ASSIGNMENT - Each record is to be written out exactly as it appears.

Stored records -
•••
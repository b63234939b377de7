use std::time::SystemTime;

use crate::{
    MaxCount, ScoredMember, SortedSetStore, StoreKey, TimebucketError, common::unix_seconds,
};

/// Time-ordered set of unique members that keeps only the newest `max_count`.
///
/// Members are scored by a timestamp in Unix seconds. Adding a new member past
/// the bound evicts the oldest entries; nothing is evicted outside of
/// [`add`](Self::add) and [`shrink`](Self::shrink).
///
/// Trimming is a separate store call from the insert, so concurrent writers can
/// briefly push the set above `max_count` until the next shrink.
///
/// # Examples
///
/// ```no_run
/// use timebucket::{BoundedTimeSet, MaxCount, MemoryStore, StoreKey};
///
/// # async fn run() -> Result<(), timebucket::TimebucketError> {
/// let grades = BoundedTimeSet::new(
///     MemoryStore::new(),
///     StoreKey::try_from("students_grades:1")?,
///     MaxCount::try_from(3)?,
/// );
///
/// for (i, grade) in ["A", "B", "C", "D"].into_iter().enumerate() {
///     grades.add(grade, i as f64).await?;
/// }
///
/// assert_eq!(grades.len().await?, 3);
/// assert_eq!(grades.latest().await?, Some(("D".to_string(), 3.0)));
/// # Ok(())
/// # }
/// ```
#[derive(Debug, Clone)]
pub struct BoundedTimeSet<S> {
    store: S,
    key: StoreKey,
    max_count: MaxCount,
}

impl<S: SortedSetStore> BoundedTimeSet<S> {
    /// Create a bounded set stored under `key`.
    pub fn new(store: S, key: StoreKey, max_count: MaxCount) -> Self {
        Self {
            store,
            key,
            max_count,
        }
    }

    /// Store key holding the set.
    pub fn key(&self) -> &StoreKey {
        &self.key
    }

    /// Maximum number of members kept.
    pub fn max_count(&self) -> MaxCount {
        self.max_count
    }

    /// Add `member` at `timestamp` unless it is already present.
    ///
    /// Returns `true` if the member was new, in which case the set is trimmed
    /// back to `max_count`.
    pub async fn add(&self, member: &str, timestamp: f64) -> Result<bool, TimebucketError> {
        let added = self.store.add_if_absent(&self.key, member, timestamp).await?;

        if added {
            self.shrink().await?;
        }

        Ok(added)
    }

    /// Add `member` at the current wall-clock time.
    pub async fn add_now(&self, member: &str) -> Result<bool, TimebucketError> {
        self.add(member, unix_seconds(SystemTime::now())).await
    }

    /// Evict the oldest members until at most `max_count` remain.
    ///
    /// Returns how many members were evicted.
    pub async fn shrink(&self) -> Result<u64, TimebucketError> {
        let count = self.store.cardinality(&self.key).await?;

        if count <= *self.max_count {
            return Ok(0);
        }

        let evicted = self
            .store
            .remove_lowest(&self.key, count - *self.max_count)
            .await?;

        tracing::trace!(key = %self.key, evicted, "bounded_time_set.shrink");

        Ok(evicted)
    }

    /// The newest member and its timestamp, if the set is not empty.
    pub async fn latest(&self) -> Result<Option<ScoredMember>, TimebucketError> {
        self.store.peek_max(&self.key).await
    }

    /// Number of members.
    pub async fn len(&self) -> Result<u64, TimebucketError> {
        self.store.cardinality(&self.key).await
    }

    /// Whether the set is empty.
    pub async fn is_empty(&self) -> Result<bool, TimebucketError> {
        Ok(self.len().await? == 0)
    }

    /// Delete the set.
    pub async fn clear(&self) -> Result<(), TimebucketError> {
        self.store.delete(&self.key).await
    }
}
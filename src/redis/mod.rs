mod redis_store;
pub use redis_store::*;
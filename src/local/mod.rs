//! In-process building blocks.
//!
//! # Key Characteristics
//!
//! - **Thread-safe:** Safe for concurrent use across threads and tasks
//! - **No external services:** No network or database required
//! - **Process-scoped:** State is not shared across processes
//!
//! # Contents
//!
//! - [`MemoryStore`]: a [`SortedSetStore`](crate::SortedSetStore) held in memory,
//!   with the same observable behavior as the Redis store
//! - [`RateLimiter`]: one admission per timeout, no store involved
//!
//! # Examples
//!
//! ```
//! use std::time::Duration;
//! use timebucket::local::{MemoryStore, RateLimiter};
//!
//! let store = MemoryStore::new();
//! let limiter = RateLimiter::new(Duration::from_millis(100));
//!
//! assert!(limiter.try_admit());
//! # drop(store);
//! ```

mod memory_store;
pub use memory_store::*;

mod rate_limiter;
pub use rate_limiter::*;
•••
TASK ANSWER -
repository b63234939b377de7
use std::time::SystemTime;

use crate::{
    MaxCount, ScoredMember, SortedSetStore, StoreKey, TimebucketError, common::unix_seconds,
};

/// Time-ordered set of unique members that keeps only the newest `max_count`.
///
/// Members are scored by a timestamp in Unix seconds. Adding a new member past
/// the bound evicts the oldest entries; nothing is evicted outside of
/// [`add`](Self::add) and [`shrink`](Self::shrink).
///
/// Trimming is a separate store call from the insert, so concurrent writers can
/// briefly push the set above `max_count` until the next shrink.
///
/// # Examples
///
/// ```no_run
/// use timebucket::{BoundedTimeSet, MaxCount, MemoryStore, StoreKey};
///
/// # async fn run() -> Result<(), timebucket::TimebucketError> {
/// let grades = BoundedTimeSet::new(
///     MemoryStore::new(),
///     StoreKey::try_from("students_grades:1")?,
///     MaxCount::try_from(3)?,
/// );
///
/// for (i, grade) in ["A", "B", "C", "D"].into_iter().enumerate() {
///     grades.add(grade, i as f64).await?;
/// }
///
/// assert_eq!(grades.len().await?, 3);
/// assert_eq!(grades.latest().await?, Some(("D".to_string(), 3.0)));
/// # Ok(())
/// # }
/// ```
#[derive(Debug, Clone)]
pub struct BoundedTimeSet<S> {
    store: S,
    key: StoreKey,
    max_count: MaxCount,
}

impl<S: SortedSetStore> BoundedTimeSet<S> {
    /// Create a bounded set stored under `key`.
    pub fn new(store: S, key: StoreKey, max_count: MaxCount) -> Self {
        Self {
            store,
            key,
            max_count,
        }
    }

    /// Store key holding the set.
    pub fn key(&self) -> &StoreKey {
        &self.key
    }

    /// Maximum number of members kept.
    pub fn max_count(&self) -> MaxCount {
        self.max_count
    }

    /// Add `member` at `timestamp` unless it is already present.
    ///
    /// Returns `true` if the member was new, in which case the set is trimmed
    /// back to `max_count`.
    pub async fn add(&self, member: &str, timestamp: f64) -> Result<bool, TimebucketError> {
        let added = self.store.add_if_absent(&self.key, member, timestamp).await?;

        if added {
            self.shrink().await?;
        }

        Ok(added)
    }

    /// Add `member` at the current wall-clock time.
    pub async fn add_now(&self, member: &str) -> Result<bool, TimebucketError> {
        self.add(member, unix_seconds(SystemTime::now())).await
    }

    /// Evict the oldest members until at most `max_count` remain.
    ///
    /// Returns how many members were evicted.
    pub async fn shrink(&self) -> Result<u64, TimebucketError> {
        let count = self.store.cardinality(&self.key).await?;

        if count <= *self.max_count {
            return Ok(0);
        }

        let evicted = self
            .store
            .remove_lowest(&self.key, count - *self.max_count)
            .await?;

        tracing::trace!(key = %self.key, evicted, "bounded_time_set.shrink");

        Ok(evicted)
    }

    /// The newest member and its timestamp, if the set is not empty.
    pub async fn latest(&self) -> Result<Option<ScoredMember>, TimebucketError> {
        self.store.peek_max(&self.key).await
    }

    /// Number of members.
    pub async fn len(&self) -> Result<u64, TimebucketError> {
        self.store.cardinality(&self.key).await
    }

    /// Whether the set is empty.
    pub async fn is_empty(&self) -> Result<bool, TimebucketError> {
        Ok(self.len().await? == 0)
    }

    /// Delete the set.
    pub async fn clear(&self) -> Result<(), TimebucketError> {
        self.store.delete(&self.key).await
    }
}
filename src/redis/mod.rs
mod redis_store;
pub use redis_store::*;
filename src/local/mod.rs
//! In-process building blocks.
//!
//! # Key Characteristics
//!
//! - **Thread-safe:** Safe for concurrent use across threads and tasks
//! - **No external services:** No network or database required
//! - **Process-scoped:** State is not shared across processes
//!
//! # Contents
//!
//! - [`MemoryStore`]: a [`SortedSetStore`](crate::SortedSetStore) held in memory,
//!   with the same observable behavior as the Redis store
//! - [`RateLimiter`]: one admission per timeout, no store involved
//!
//! # Examples
//!
//! ```
//! use std::time::Duration;
//! use timebucket::local::{MemoryStore, RateLimiter};
//!
//! let store = MemoryStore::new();
//! let limiter = RateLimiter::new(Duration::from_millis(100));
//!
//! assert!(limiter.try_admit());
//! # drop(store);
//! ```

mod memory_store;
pub use memory_store::*;

mod rate_limiter;
pub use rate_limiter::*;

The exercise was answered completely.